(Records supplied)

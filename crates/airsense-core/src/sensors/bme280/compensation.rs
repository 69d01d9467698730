//! Bosch integer compensation formulas.
//!
//! Temperature runs first and yields `t_fine`, which both the pressure and
//! the humidity formulas consume. All intermediates are `i64`: the pressure
//! cross products need the width, and humidity uses it as well since its
//! products sit close to the `i32` limit at extreme trim values.

use super::calibration::CalibrationCoefficients;
use super::RawSample;

/// Upper clamp of the humidity formula: 100 %RH in Q22.10, shifted by 12.
const HUMIDITY_MAX: i64 = 419_430_400;

/// Output of the temperature formula.
#[derive(Debug, Clone, Copy, PartialEq, Eq)]
pub struct TemperatureCompensation {
    /// Fine temperature, required by pressure and humidity.
    pub t_fine: i32,
    /// Temperature in hundredths of a degree Celsius.
    pub centi_celsius: i32,
}

/// Compensated measurement in physical units.
#[derive(Debug, Clone, Copy, PartialEq)]
pub struct CompensatedSample {
    pub temperature_c: f32,
    pub pressure_pa: f32,
    /// Always within 0..=100.
    pub humidity_percent: f32,
}

impl CompensatedSample {
    /// Compensate all three channels of one raw sample.
    pub fn compute(raw: &RawSample, calib: &CalibrationCoefficients) -> Self {
        let temperature = compensate_temperature(raw.adc_temperature, calib);
        let pressure = compensate_pressure(raw.adc_pressure, temperature.t_fine, calib);
        let humidity = compensate_humidity(raw.adc_humidity, temperature.t_fine, calib);

        Self {
            temperature_c: temperature.centi_celsius as f32 / 100.0,
            pressure_pa: pressure as f32 / 256.0,
            humidity_percent: humidity as f32 / 1024.0,
        }
    }
}

pub fn compensate_temperature(
    adc_t: u32,
    calib: &CalibrationCoefficients,
) -> TemperatureCompensation {
    let adc_t = adc_t as i64;
    let t1 = calib.dig_t1 as i64;
    let t2 = calib.dig_t2 as i64;
    let t3 = calib.dig_t3 as i64;

    let var1 = (((adc_t >> 3) - (t1 << 1)) * t2) >> 11;
    let var2 = (((((adc_t >> 4) - t1) * ((adc_t >> 4) - t1)) >> 12) * t3) >> 14;
    let t_fine = var1 + var2;

    TemperatureCompensation {
        t_fine: t_fine as i32,
        centi_celsius: ((t_fine * 5 + 128) >> 8) as i32,
    }
}

/// Pressure in Pa as unsigned Q24.8. Returns 0 when the trim makes the
/// divisor vanish.
pub fn compensate_pressure(adc_p: u32, t_fine: i32, calib: &CalibrationCoefficients) -> u32 {
    let mut var1 = t_fine as i64 - 128_000;
    let mut var2 = var1 * var1 * calib.dig_p6 as i64;
    var2 += (var1 * calib.dig_p5 as i64) << 17;
    var2 += (calib.dig_p4 as i64) << 35;
    var1 = ((var1 * var1 * calib.dig_p3 as i64) >> 8) + ((var1 * calib.dig_p2 as i64) << 12);
    var1 = (((1i64 << 47) + var1) * calib.dig_p1 as i64) >> 33;

    if var1 == 0 {
        return 0;
    }

    let mut p = 1_048_576 - adc_p as i64;
    p = (((p << 31) - var2) * 3125) / var1;
    let var1 = (calib.dig_p9 as i64 * (p >> 13) * (p >> 13)) >> 25;
    let var2 = (calib.dig_p8 as i64 * p) >> 19;
    p = ((p + var1 + var2) >> 8) + ((calib.dig_p7 as i64) << 4);

    p.clamp(0, u32::MAX as i64) as u32
}

/// Relative humidity as unsigned Q22.10, clamped to 0..=100 %.
pub fn compensate_humidity(adc_h: u16, t_fine: i32, calib: &CalibrationCoefficients) -> u32 {
    let adc_h = adc_h as i64;
    let h1 = calib.dig_h1 as i64;
    let h2 = calib.dig_h2 as i64;
    let h3 = calib.dig_h3 as i64;
    let h4 = calib.dig_h4 as i64;
    let h5 = calib.dig_h5 as i64;
    let h6 = calib.dig_h6 as i64;

    let mut x = t_fine as i64 - 76_800;
    x = ((((adc_h << 14) - (h4 << 20) - (h5 * x)) + 16_384) >> 15)
        * (((((((x * h6) >> 10) * (((x * h3) >> 11) + 32_768)) >> 10) + 2_097_152) * h2
            + 8_192)
            >> 14);
    x -= ((((x >> 15) * (x >> 15)) >> 7) * h1) >> 4;
    x = x.clamp(0, HUMIDITY_MAX);

    (x >> 12) as u32
}

#[cfg(test)]
mod tests {
    use super::*;
    use crate::test_utils::{
        REFERENCE_ADC_H, REFERENCE_ADC_P, REFERENCE_ADC_T, assert_float_eq, reference_calibration,
    };

    fn reference_raw() -> RawSample {
        RawSample {
            adc_temperature: REFERENCE_ADC_T,
            adc_pressure: REFERENCE_ADC_P,
            adc_humidity: REFERENCE_ADC_H,
        }
    }

    #[test]
    fn test_reference_temperature() {
        let temperature = compensate_temperature(REFERENCE_ADC_T, &reference_calibration());
        assert_eq!(temperature.t_fine, 128_422);
        assert_eq!(temperature.centi_celsius, 2508);
    }

    #[test]
    fn test_reference_pressure() {
        let pressure = compensate_pressure(REFERENCE_ADC_P, 128_422, &reference_calibration());
        assert_eq!(pressure, 25_767_233);
        // Published reference: 100653.27 Pa.
        assert_float_eq(pressure as f32 / 256.0, 100_653.27, 0.1);
    }

    #[test]
    fn test_reference_humidity() {
        let humidity = compensate_humidity(REFERENCE_ADC_H, 128_422, &reference_calibration());
        assert_eq!(humidity, 56_317);
    }

    #[test]
    fn test_compute_uses_fine_temperature() {
        let calib = reference_calibration();
        let sample = CompensatedSample::compute(&reference_raw(), &calib);
        assert_float_eq(sample.temperature_c, 25.08, 0.001);
        assert_float_eq(sample.pressure_pa, 100_653.25, 0.01);
        assert_float_eq(sample.humidity_percent, 54.997, 0.001);

        // Same pressure/humidity ADC, different temperature: results must move.
        let mut warmer = reference_raw();
        warmer.adc_temperature += 8_000;
        let shifted = CompensatedSample::compute(&warmer, &calib);
        assert!(shifted.temperature_c > sample.temperature_c);
        assert_ne!(shifted.pressure_pa, sample.pressure_pa);
        assert_ne!(shifted.humidity_percent, sample.humidity_percent);
    }

    #[test]
    fn test_pressure_zero_divisor_returns_zero() {
        let calib = CalibrationCoefficients {
            dig_p1: 0,
            ..reference_calibration()
        };
        assert_eq!(compensate_pressure(REFERENCE_ADC_P, 128_422, &calib), 0);

        let raw = reference_raw();
        let sample = CompensatedSample::compute(&raw, &calib);
        assert_eq!(sample.pressure_pa, 0.0);
    }

    #[test]
    fn test_humidity_is_clamped() {
        let calib = reference_calibration();
        assert_eq!(compensate_humidity(0, 128_422, &calib), 0);
        assert_eq!(compensate_humidity(u16::MAX, 128_422, &calib), 100 * 1024);
    }
}
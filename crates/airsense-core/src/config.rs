use embassy_time::Duration;
use serde::{Deserialize, Serialize};

use crate::sensors::{Bme280Config, bme280, sgp30};

/// Monitor configuration.
///
/// Borrowed strings keep it usable from a `no_std` deserializer reading
/// straight out of a flash or card buffer.
#[derive(Serialize, Deserialize, Debug, Clone, PartialEq)]
#[serde(bound(deserialize = "'de: 'a"), default)]
pub struct MonitorConfig<'a> {
    pub bme280_address: u8,
    pub sgp30_address: u8,
    /// 8.3 name of the baseline file in the card's root directory.
    pub baseline_file: &'a str,
    pub baseline_save_interval_secs: u64,
    pub sample_interval_ms: u32,
    /// Readings taken when no baseline could be restored.
    pub warmup_readings: u32,
    /// Readings taken after a baseline was restored.
    pub settle_readings: u32,
    pub bme280: Bme280Config,
}

impl Default for MonitorConfig<'_> {
    fn default() -> Self {
        Self {
            bme280_address: bme280::registers::DEFAULT_ADDRESS,
            sgp30_address: sgp30::DEFAULT_ADDRESS,
            baseline_file: "BASELINE.TXT",
            baseline_save_interval_secs: 3600,
            sample_interval_ms: 1000,
            warmup_readings: 15,
            settle_readings: 5,
            bme280: Bme280Config::default(),
        }
    }
}

impl MonitorConfig<'_> {
    pub fn baseline_save_interval(&self) -> Duration {
        Duration::from_secs(self.baseline_save_interval_secs)
    }

    pub fn sample_interval(&self) -> Duration {
        Duration::from_millis(self.sample_interval_ms as u64)
    }
}
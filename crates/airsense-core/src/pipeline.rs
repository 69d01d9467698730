//! One environmental + gas reading, in the order the compensation needs.

use core::fmt;

use log::error;

use crate::sensors::{DeviceError, EnvironmentSensor, GasSensor};

/// Output of one pipeline cycle.
#[derive(Debug, Clone, Copy, PartialEq)]
pub struct EnvironmentReading {
    pub temperature_c: f32,
    pub pressure_pa: f32,
    pub humidity_percent: f32,
    pub eco2_ppm: u16,
    pub tvoc_ppb: u16,
}

impl fmt::Display for EnvironmentReading {
    fn fmt(&self, f: &mut fmt::Formatter<'_>) -> fmt::Result {
        write!(
            f,
            "T = {:.2} C   P = {:.2} hPa   H = {:5.1} %RH   eCO2 = {:4} ppm   TVOC = {:4} ppb",
            self.temperature_c,
            self.pressure_pa / 100.0,
            self.humidity_percent,
            self.eco2_ppm,
            self.tvoc_ppb
        )
    }
}

/// Read the environmental sensor, push its humidity and temperature into
/// the gas sensor's compensation, then measure gas.
///
/// The gas measurement always sees this cycle's humidity. If the
/// compensation update fails, no gas measurement is taken.
pub async fn read_environment<E, G>(
    environment: &mut E,
    gas: &mut G,
) -> Result<EnvironmentReading, DeviceError>
where
    E: EnvironmentSensor,
    G: GasSensor,
{
    let sample = environment.measure().await?;

    gas.set_relative_humidity(sample.humidity_percent, sample.temperature_c)
        .await
        .map_err(|e| {
            error!("Failed to update gas sensor humidity compensation: {}", e);
            e
        })?;

    let air = gas.measure().await?;

    Ok(EnvironmentReading {
        temperature_c: sample.temperature_c,
        pressure_pa: sample.pressure_pa,
        humidity_percent: sample.humidity_percent,
        eco2_ppm: air.eco2_ppm,
        tvoc_ppb: air.tvoc_ppb,
    })
}

#[cfg(test)]
pub(crate) mod fakes {
    use core::cell::RefCell;
    use std::rc::Rc;
    use std::vec::Vec;

    use crate::sensors::{AirQuality, CompensatedSample, DeviceError, EnvironmentSensor, GasSensor};
    use crate::storage::BaselineRecord;

    #[derive(Debug, Clone, Copy, PartialEq)]
    pub enum Event {
        EnvironmentMeasured,
        HumiditySet { humidity: f32, temperature: f32 },
        GasMeasured,
        BaselineRead,
        BaselineSet(BaselineRecord),
    }

    pub type EventLog = Rc<RefCell<Vec<Event>>>;

    pub const BUS_FAULT: DeviceError = DeviceError::BusFault {
        sensor: "fake",
        operation: "fake",
    };

    /// Replays a list of samples, failing once they run out.
    pub struct FakeEnvironment {
        pub log: EventLog,
        pub samples: Vec<CompensatedSample>,
    }

    impl EnvironmentSensor for FakeEnvironment {
        async fn measure(&mut self) -> Result<CompensatedSample, DeviceError> {
            self.log.borrow_mut().push(Event::EnvironmentMeasured);
            if self.samples.is_empty() {
                return Err(BUS_FAULT);
            }
            Ok(self.samples.remove(0))
        }
    }

    pub struct FakeGas {
        pub log: EventLog,
        pub air: AirQuality,
        pub baseline: BaselineRecord,
        pub fail_humidity: bool,
        pub fail_set_baseline: bool,
    }

    impl FakeGas {
        pub fn new(log: EventLog) -> Self {
            Self {
                log,
                air: AirQuality {
                    eco2_ppm: 400,
                    tvoc_ppb: 0,
                },
                baseline: BaselineRecord {
                    eco2_baseline: 0x930A,
                    tvoc_baseline: 0x04B5,
                },
                fail_humidity: false,
                fail_set_baseline: false,
            }
        }
    }

    impl GasSensor for FakeGas {
        async fn set_relative_humidity(
            &mut self,
            humidity_percent: f32,
            temperature_c: f32,
        ) -> Result<(), DeviceError> {
            if self.fail_humidity {
                return Err(BUS_FAULT);
            }
            self.log.borrow_mut().push(Event::HumiditySet {
                humidity: humidity_percent,
                temperature: temperature_c,
            });
            Ok(())
        }

        async fn measure(&mut self) -> Result<AirQuality, DeviceError> {
            self.log.borrow_mut().push(Event::GasMeasured);
            Ok(self.air)
        }

        async fn baseline(&mut self) -> Result<BaselineRecord, DeviceError> {
            self.log.borrow_mut().push(Event::BaselineRead);
            Ok(self.baseline)
        }

        async fn set_baseline(&mut self, baseline: BaselineRecord) -> Result<(), DeviceError> {
            if self.fail_set_baseline {
                return Err(BUS_FAULT);
            }
            self.log.borrow_mut().push(Event::BaselineSet(baseline));
            Ok(())
        }
    }

    pub fn sample(temperature_c: f32, humidity_percent: f32) -> CompensatedSample {
        CompensatedSample {
            temperature_c,
            pressure_pa: 100_653.25,
            humidity_percent,
        }
    }
}
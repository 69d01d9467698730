//! Hardware-independent core library for airsense
//!
//! This crate contains all platform-agnostic logic for the airsense
//! air-quality monitor: the BME280 calibration and compensation engine, the
//! SGP30 gas sensor driver, the compensation pipeline that couples the two,
//! and persistence of the SGP30 IAQ baseline.
//!
//! It is `#![no_std]` so it compiles on both embedded targets and desktop
//! hosts (for the simulator and tests).

#![no_std]

#[cfg(test)]
extern crate std;

pub mod async_i2c_bus;
pub mod config;
pub mod monitor;
pub mod pipeline;
pub mod sensors;
pub mod storage;

#[cfg(test)]
pub(crate) mod test_utils;
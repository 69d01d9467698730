//! Shared fixtures for unit tests.

use crate::sensors::bme280::calibration::CalibrationCoefficients;

/// Calibration block A (0x88..=0xA1) encoding the datasheet example trim.
pub const CALIB_A_BYTES: [u8; 26] = [
    0x70, 0x6B, 0x43, 0x67, 0x18, 0xFC, 0x7D, 0x8E, 0x43, 0xD6, 0xD0, 0x0B, 0x27, 0x0B, 0x8C,
    0x00, 0xF9, 0xFF, 0x8C, 0x3C, 0xF8, 0xC6, 0x70, 0x17, 0x00, 0x4B,
];

/// Calibration block B (0xE1..=0xE7).
pub const CALIB_B_BYTES: [u8; 7] = [0x6A, 0x01, 0x00, 0x13, 0x29, 0x03, 0x1E];

pub const REFERENCE_ADC_T: u32 = 519_888;
pub const REFERENCE_ADC_P: u32 = 415_148;
pub const REFERENCE_ADC_H: u16 = 30_000;

/// Data block (0xF7..=0xFE) carrying the reference ADC values.
pub const REFERENCE_DATA_BYTES: [u8; 8] = [0x65, 0x5A, 0xC0, 0x7E, 0xED, 0x00, 0x75, 0x30];

pub fn reference_calibration() -> CalibrationCoefficients {
    CalibrationCoefficients {
        dig_t1: 27504,
        dig_t2: 26435,
        dig_t3: -1000,
        dig_p1: 36477,
        dig_p2: -10685,
        dig_p3: 3024,
        dig_p4: 2855,
        dig_p5: 140,
        dig_p6: -7,
        dig_p7: 15500,
        dig_p8: -14600,
        dig_p9: 6000,
        dig_h1: 75,
        dig_h2: 362,
        dig_h3: 0,
        dig_h4: 313,
        dig_h5: 50,
        dig_h6: 30,
    }
}

/// No-op delay for driving async code without a time driver.
#[derive(Debug, Clone, Copy, Default)]
pub struct NoopDelay;

impl embedded_hal_async::delay::DelayNs for NoopDelay {
    async fn delay_ns(&mut self, _ns: u32) {}
}

/// Assert that two floating point values are approximately equal
pub fn assert_float_eq(a: f32, b: f32, epsilon: f32) {
    let diff = (a - b).abs();
    assert!(
        diff < epsilon,
        "Values not equal within epsilon: {} vs {} (diff: {}, epsilon: {})",
        a,
        b,
        diff,
        epsilon
    );
}
//! Monitor lifecycle: baseline restore or warm-up, then the reading loop
//! with periodic baseline saves.
//!
//! Nothing here touches hardware or a global clock directly. Sensors,
//! storage, delay and clock are all handed in, so the same loop runs on the
//! board and in the simulator.

use embassy_time::Instant;
use embedded_hal_async::delay::DelayNs;
use log::{error, info, warn};

use crate::config::MonitorConfig;
use crate::pipeline::{EnvironmentReading, read_environment};
use crate::sensors::{EnvironmentSensor, GasSensor};
use crate::storage::{BaselineLoad, BaselineStore, TextResource};

/// Monotonic time source.
pub trait Clock {
    fn now(&self) -> Instant;
}

/// How [`Monitor::start`] brought the gas sensor up.
#[derive(Debug, Clone, Copy, PartialEq, Eq)]
pub enum StartPath {
    /// A stored baseline was restored; only a short settle was needed.
    RestoredBaseline,
    /// No usable baseline; the full warm-up ran.
    WarmUp,
}

pub struct Monitor<E, G, R, D, C> {
    environment: E,
    gas: G,
    store: BaselineStore<R>,
    delay: D,
    clock: C,
    sample_interval_ms: u32,
    warmup_readings: u32,
    settle_readings: u32,
}

impl<E, G, R, D, C> Monitor<E, G, R, D, C>
where
    E: EnvironmentSensor,
    G: GasSensor,
    R: TextResource,
    D: DelayNs,
    C: Clock,
{
    pub fn new(
        environment: E,
        gas: G,
        store: BaselineStore<R>,
        delay: D,
        clock: C,
        config: &MonitorConfig<'_>,
    ) -> Self {
        Self {
            environment,
            gas,
            store,
            delay,
            clock,
            sample_interval_ms: config.sample_interval_ms,
            warmup_readings: config.warmup_readings,
            settle_readings: config.settle_readings,
        }
    }

    /// Restore the stored baseline, or run the warm-up when there is none.
    ///
    /// Reading failures during start-up are logged and skipped.
    pub async fn start(&mut self) -> StartPath {
        if let BaselineLoad::Found(record) = self.store.load() {
            match self.gas.set_baseline(record).await {
                Ok(()) => {
                    info!("Baseline restored, settling for {} readings", self.settle_readings);
                    self.take_readings(self.settle_readings).await;
                    return StartPath::RestoredBaseline;
                }
                Err(e) => warn!("Could not restore baseline: {}", e),
            }
        }

        info!("Warming up for {} readings", self.warmup_readings);
        self.take_readings(self.warmup_readings).await;
        StartPath::WarmUp
    }

    /// One reading followed by the baseline save check.
    ///
    /// Never fails: errors are logged and the next cycle tries again.
    pub async fn cycle(&mut self) -> Option<EnvironmentReading> {
        let reading = match read_environment(&mut self.environment, &mut self.gas).await {
            Ok(reading) => {
                info!("{}", reading);
                Some(reading)
            }
            Err(e) => {
                error!("Reading failed: {}", e);
                None
            }
        };

        self.save_baseline_if_due().await;
        reading
    }

    pub async fn run(&mut self) -> ! {
        self.start().await;
        loop {
            self.cycle().await;
            self.delay.delay_ms(self.sample_interval_ms).await;
        }
    }

    async fn take_readings(&mut self, count: u32) {
        for n in 1..=count {
            match read_environment(&mut self.environment, &mut self.gas).await {
                Ok(reading) => info!("[{}/{}] {}", n, count, reading),
                Err(e) => warn!("[{}/{}] reading failed: {}", n, count, e),
            }
            self.delay.delay_ms(self.sample_interval_ms).await;
        }
    }

    async fn save_baseline_if_due(&mut self) {
        let now = self.clock.now();
        if !self.store.save_due(now) {
            return;
        }

        let record = match self.gas.baseline().await {
            Ok(record) => record,
            Err(e) => {
                error!("Could not read baseline from gas sensor: {}", e);
                return;
            }
        };

        if let Err(e) = self.store.save(record, now) {
            error!("Baseline not saved: {}", e);
        }
    }
}

impl<E, G, R, D, C> Monitor<E, G, R, D, C> {
    pub fn store(&self) -> &BaselineStore<R> {
        &self.store
    }

    pub fn gas(&self) -> &G {
        &self.gas
    }
}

(End Records supplied)

Problem description: State the number of lines in the data above containing the string "pipeline" and nothing more.

Exercise result: 5